Approaching the bed, she found Helen talking feverishly. ‘Just as soon as you can be moved, I'm taking you home, you and the baby, and you'll live with us and we won't care what the neighbours say. Everything's going to be all right.'

‘Oh, yes, please, Mum…please…you're going to love Joey. I named him after Dad.'

‘He'll like that,' Helen choked. ‘We're all going to be so happy.'

Dee wondered if her mother really believed this. How much did she understand? Could she see that her daughter was dying, or was she spared that for the moment?

Sylvia's eyes were closed and she was talking wildly, her breath coming in shaky gasps that were getting worse. ‘Mum…Mum…'

‘Yes, darling, I'm here. Hold on.'

But Sylvia was no longer capable of holding on. Her breath faded, her hands fell away.

‘No!'
The cry broke from Helen as she gathered her lifeless daughter in her arms. ‘No, you've got to stay with me. We're going home together and I'm going to look after you… Sylvia…
Sylvia!
'

She burst into violent sobs, clutching her daughter's body and shaking it, as though trying to infuse it with life, and crying her name over and over.

Dee felt for a pulse, although she knew it was useless. Her sister was dead.
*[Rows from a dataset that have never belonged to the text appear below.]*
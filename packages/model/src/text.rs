//! Text leaves and character-level marks.

use serde::{Deserialize, Serialize};

/// A text leaf: raw content plus formatting marks flattened alongside it
/// on the wire (`{"text": "hi", "bold": true}`).
#[derive(Debug, Clone, PartialEq, Default, Serialize, Deserialize)]
pub struct Text {
    pub text: String,
    #[serde(flatten)]
    pub marks: Marks,
}

impl Text {
    pub fn plain(text: impl Into<String>) -> Text {
        Text {
            text: text.into(),
            marks: Marks::default(),
        }
    }

    pub fn with_marks(text: impl Into<String>, marks: Marks) -> Text {
        Text {
            text: text.into(),
            marks,
        }
    }

    /// Length in characters. All offsets in the model are character
    /// offsets, not byte offsets.
    pub fn len_chars(&self) -> usize {
        self.text.chars().count()
    }

    pub fn is_empty(&self) -> bool {
        self.text.is_empty()
    }
}

/// Byte index of the given character offset, clamped to the end.
pub fn char_to_byte(s: &str, char_offset: usize) -> usize {
    s.char_indices()
        .nth(char_offset)
        .map(|(i, _)| i)
        .unwrap_or(s.len())
}

/// Character offset of the given byte index.
pub fn byte_to_char(s: &str, byte_offset: usize) -> usize {
    s[..byte_offset.min(s.len())].chars().count()
}

/// The set of supported mark names.
#[derive(Debug, Clone, Copy, PartialEq, Eq, Hash, Serialize, Deserialize)]
#[serde(rename_all = "lowercase")]
pub enum Mark {
    Bold,
    Italic,
    Code,
    Underline,
    Linethrough,
    Superscript,
    Subscript,
    Fontsize,
    Color,
    Highlight,
}

impl Mark {
    pub fn as_str(&self) -> &'static str {
        match self {
            Mark::Bold => "bold",
            Mark::Italic => "italic",
            Mark::Code => "code",
            Mark::Underline => "underline",
            Mark::Linethrough => "linethrough",
            Mark::Superscript => "superscript",
            Mark::Subscript => "subscript",
            Mark::Fontsize => "fontsize",
            Mark::Color => "color",
            Mark::Highlight => "highlight",
        }
    }
}

impl std::fmt::Display for Mark {
    fn fmt(&self, f: &mut std::fmt::Formatter<'_>) -> std::fmt::Result {
        f.write_str(self.as_str())
    }
}

impl std::str::FromStr for Mark {
    type Err = ();

    fn from_str(s: &str) -> Result<Self, Self::Err> {
        let mark = match s {
            "bold" => Mark::Bold,
            "italic" => Mark::Italic,
            "code" => Mark::Code,
            "underline" => Mark::Underline,
            "linethrough" => Mark::Linethrough,
            "superscript" => Mark::Superscript,
            "subscript" => Mark::Subscript,
            "fontsize" => Mark::Fontsize,
            "color" => Mark::Color,
            "highlight" => Mark::Highlight,
            _ => return Err(()),
        };
        Ok(mark)
    }
}

/// Formatting marks carried by a text leaf. Every field is optional and
/// absent fields stay off the wire.
#[derive(Debug, Clone, PartialEq, Default, Serialize, Deserialize)]
pub struct Marks {
    #[serde(skip_serializing_if = "Option::is_none")]
    pub bold: Option<bool>,
    #[serde(skip_serializing_if = "Option::is_none")]
    pub italic: Option<bool>,
    #[serde(skip_serializing_if = "Option::is_none")]
    pub code: Option<bool>,
    #[serde(skip_serializing_if = "Option::is_none")]
    pub underline: Option<bool>,
    #[serde(skip_serializing_if = "Option::is_none")]
    pub linethrough: Option<bool>,
    #[serde(skip_serializing_if = "Option::is_none")]
    pub superscript: Option<bool>,
    #[serde(skip_serializing_if = "Option::is_none")]
    pub subscript: Option<bool>,
    #[serde(skip_serializing_if = "Option::is_none")]
    pub fontsize: Option<FontSize>,
    #[serde(skip_serializing_if = "Option::is_none")]
    pub color: Option<String>,
    #[serde(skip_serializing_if = "Option::is_none")]
    pub highlight: Option<Highlight>,
}

impl Marks {
    pub fn is_empty(&self) -> bool {
        self == &Marks::default()
    }

    /// Current value of a mark as its serde form, if set.
    pub fn get(&self, mark: Mark) -> Option<serde_json::Value> {
        match mark {
            Mark::Bold => self.bold.map(serde_json::Value::Bool),
            Mark::Italic => self.italic.map(serde_json::Value::Bool),
            Mark::Code => self.code.map(serde_json::Value::Bool),
            Mark::Underline => self.underline.map(serde_json::Value::Bool),
            Mark::Linethrough => self.linethrough.map(serde_json::Value::Bool),
            Mark::Superscript => self.superscript.map(serde_json::Value::Bool),
            Mark::Subscript => self.subscript.map(serde_json::Value::Bool),
            Mark::Fontsize => self.fontsize.as_ref().and_then(|f| serde_json::to_value(f).ok()),
            Mark::Color => self.color.clone().map(serde_json::Value::String),
            Mark::Highlight => self.highlight.as_ref().and_then(|h| serde_json::to_value(h).ok()),
        }
    }

    /// Sets a mark from its serde form. Fails when the value does not fit
    /// the mark (a string for `bold`, say).
    pub fn set(&mut self, mark: Mark, value: serde_json::Value) -> serde_json::Result<()> {
        match mark {
            Mark::Bold => self.bold = Some(serde_json::from_value(value)?),
            Mark::Italic => self.italic = Some(serde_json::from_value(value)?),
            Mark::Code => self.code = Some(serde_json::from_value(value)?),
            Mark::Underline => self.underline = Some(serde_json::from_value(value)?),
            Mark::Linethrough => self.linethrough = Some(serde_json::from_value(value)?),
            Mark::Superscript => self.superscript = Some(serde_json::from_value(value)?),
            Mark::Subscript => self.subscript = Some(serde_json::from_value(value)?),
            Mark::Fontsize => self.fontsize = Some(serde_json::from_value(value)?),
            Mark::Color => self.color = Some(serde_json::from_value(value)?),
            Mark::Highlight => self.highlight = Some(serde_json::from_value(value)?),
        }
        Ok(())
    }

    pub fn remove(&mut self, mark: Mark) {
        match mark {
            Mark::Bold => self.bold = None,
            Mark::Italic => self.italic = None,
            Mark::Code => self.code = None,
            Mark::Underline => self.underline = None,
            Mark::Linethrough => self.linethrough = None,
            Mark::Superscript => self.superscript = None,
            Mark::Subscript => self.subscript = None,
            Mark::Fontsize => self.fontsize = None,
            Mark::Color => self.color = None,
            Mark::Highlight => self.highlight = None,
        }
    }

    /// Truthiness of a mark's value: set-and-non-falsy. A `false` flag, an
    /// empty string and a zero font size all count as inactive.
    pub fn is_truthy(&self, mark: Mark) -> bool {
        match mark {
            Mark::Bold => self.bold == Some(true),
            Mark::Italic => self.italic == Some(true),
            Mark::Code => self.code == Some(true),
            Mark::Underline => self.underline == Some(true),
            Mark::Linethrough => self.linethrough == Some(true),
            Mark::Superscript => self.superscript == Some(true),
            Mark::Subscript => self.subscript == Some(true),
            Mark::Fontsize => match &self.fontsize {
                Some(FontSize::Number(n)) => *n != 0.0,
                Some(FontSize::Custom(s)) => !s.is_empty(),
                None => false,
            },
            Mark::Color => self.color.as_deref().is_some_and(|c| !c.is_empty()),
            Mark::Highlight => match &self.highlight {
                Some(Highlight::Flag(flag)) => *flag,
                Some(Highlight::Advanced(_)) => true,
                None => false,
            },
        }
    }

    /// Drops any search annotation. Search spans live only in decoration
    /// output and never persist in the document.
    pub fn strip_search(&mut self) {
        if let Some(Highlight::Advanced(adv)) = &mut self.highlight {
            adv.search = None;
        }
    }
}

/// Font size: a plain number or a named size string.
#[derive(Debug, Clone, PartialEq, Serialize, Deserialize)]
#[serde(untagged)]
pub enum FontSize {
    Number(f64),
    Custom(String),
}

/// Highlight mark: a bare flag, or a colored span with an optional search
/// annotation attached by the decoration pass.
#[derive(Debug, Clone, PartialEq, Serialize, Deserialize)]
#[serde(untagged)]
pub enum Highlight {
    Flag(bool),
    Advanced(AdvancedHighlight),
}

#[derive(Debug, Clone, PartialEq, Serialize, Deserialize)]
pub struct AdvancedHighlight {
    pub color: String,
    #[serde(skip_serializing_if = "Option::is_none")]
    pub search: Option<SearchAnnotation>,
}

/// Identifies one keyword match inside a decorated span.
#[derive(Debug, Clone, PartialEq, Serialize, Deserialize)]
pub struct SearchAnnotation {
    pub key: String,
    #[serde(rename = "activeColor")]
    pub active_color: String,
    /// Character offset of the end of the match within its leaf.
    pub offset: usize,
}

#[cfg(test)]
mod tests {
    use super::*;

    #[test]
    fn marks_flatten_into_the_leaf() {
        let mut marks = Marks::default();
        marks.bold = Some(true);
        marks.color = Some("#ff0000".into());
        let leaf = Text::with_marks("hi", marks);
        let json = serde_json::to_value(&leaf).unwrap();
        assert_eq!(json, serde_json::json!({"text": "hi", "bold": true, "color": "#ff0000"}));
        let back: Text = serde_json::from_value(json).unwrap();
        assert_eq!(back, leaf);
    }

    #[test]
    fn highlight_accepts_flag_or_object() {
        let flag: Highlight = serde_json::from_value(serde_json::json!(true)).unwrap();
        assert_eq!(flag, Highlight::Flag(true));

        let adv: Highlight = serde_json::from_value(serde_json::json!({
            "color": "#ffff00",
            "search": {"key": "abc", "activeColor": "#ff9632", "offset": 5}
        }))
        .unwrap();
        match adv {
            Highlight::Advanced(adv) => {
                assert_eq!(adv.color, "#ffff00");
                let search = adv.search.unwrap();
                assert_eq!(search.key, "abc");
                assert_eq!(search.active_color, "#ff9632");
                assert_eq!(search.offset, 5);
            }
            other => panic!("expected advanced highlight, got {other:?}"),
        }
    }

    #[test]
    fn annotation_uses_camel_case_on_the_wire() {
        let ann = SearchAnnotation {
            key: "k".into(),
            active_color: "#ff9632".into(),
            offset: 2,
        };
        let json = serde_json::to_value(&ann).unwrap();
        assert!(json.get("activeColor").is_some());
        assert!(json.get("active_color").is_none());
    }

    #[test]
    fn truthiness_follows_value_shape() {
        let mut marks = Marks::default();
        assert!(!marks.is_truthy(Mark::Bold));
        marks.bold = Some(false);
        assert!(!marks.is_truthy(Mark::Bold));
        marks.bold = Some(true);
        assert!(marks.is_truthy(Mark::Bold));

        marks.fontsize = Some(FontSize::Number(0.0));
        assert!(!marks.is_truthy(Mark::Fontsize));
        marks.fontsize = Some(FontSize::Number(14.0));
        assert!(marks.is_truthy(Mark::Fontsize));

        marks.highlight = Some(Highlight::Flag(false));
        assert!(!marks.is_truthy(Mark::Highlight));
        marks.highlight = Some(Highlight::Advanced(AdvancedHighlight {
            color: "#ffff00".into(),
            search: None,
        }));
        assert!(marks.is_truthy(Mark::Highlight));
    }

    #[test]
    fn get_set_remove_roundtrip() {
        let mut marks = Marks::default();
        marks.set(Mark::Fontsize, serde_json::json!(18)).unwrap();
        assert_eq!(marks.fontsize, Some(FontSize::Number(18.0)));
        assert_eq!(marks.get(Mark::Fontsize), Some(serde_json::json!(18.0)));

        assert!(marks.set(Mark::Bold, serde_json::json!("yes")).is_err());

        marks.set(Mark::Bold, serde_json::json!(true)).unwrap();
        marks.remove(Mark::Bold);
        assert_eq!(marks.get(Mark::Bold), None);
    }

    #[test]
    fn strip_search_clears_only_the_annotation() {
        let mut marks = Marks::default();
        marks.highlight = Some(Highlight::Advanced(AdvancedHighlight {
            color: "#ffff00".into(),
            search: Some(SearchAnnotation {
                key: "k".into(),
                active_color: "#ff9632".into(),
                offset: 3,
            }),
        }));
        marks.strip_search();
        assert_eq!(
            marks.highlight,
            Some(Highlight::Advanced(AdvancedHighlight {
                color: "#ffff00".into(),
                search: None,
            }))
        );
    }

    #[test]
    fn char_byte_conversion_handles_multibyte() {
        let s = "añb";
        assert_eq!(char_to_byte(s, 0), 0);
        assert_eq!(char_to_byte(s, 1), 1);
        assert_eq!(char_to_byte(s, 2), 3);
        assert_eq!(char_to_byte(s, 3), 4);
        assert_eq!(byte_to_char(s, 3), 2);
    }
}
Helen had recognised the truth and gently lay her child back on the bed.

‘We haven't lost her,' she choked. ‘Not really. We'll look after the baby, and it'll be like she's still with us.'

‘Mum—'

Helen's voice and her eyes became desperate. ‘We'll do that, won't we? We must find the baby and take him home. Yes, that's what we'll do…that's what…what we…' Her breath began to come in long gasps. She clutched her throat, then her heart while her eyes widened.

‘Help me,' Dee cried, supporting Helen in her arms.

Helping hands appeared. An oxygen mask was fitted over Helen's face but it was too late. The heart attack was massive and she was dead in minutes.

‘Go with them,' the ward sister said as the two women were taken away to the hospital mortuary. ‘Oh, my dear, I'm so sorry.'

‘It was bound to happen,' Dee whispered. ‘When Sylvia went away she suffered badly, but she always nursed the hope they'd be reunited. Sylvia's death destroyed her.' Tears began to run down her face. ‘Oh, heavens! How am I going to tell my father? His wife, his daughter, his grandson, all on the same day.'

Now the shock was getting to her and she began to shiver uncontrollably. She was still shivering when Joe arrived at the hospital and joined her in the mortuary. His face was so pale and grey that for a dreadful moment she feared she was about to lose him, too.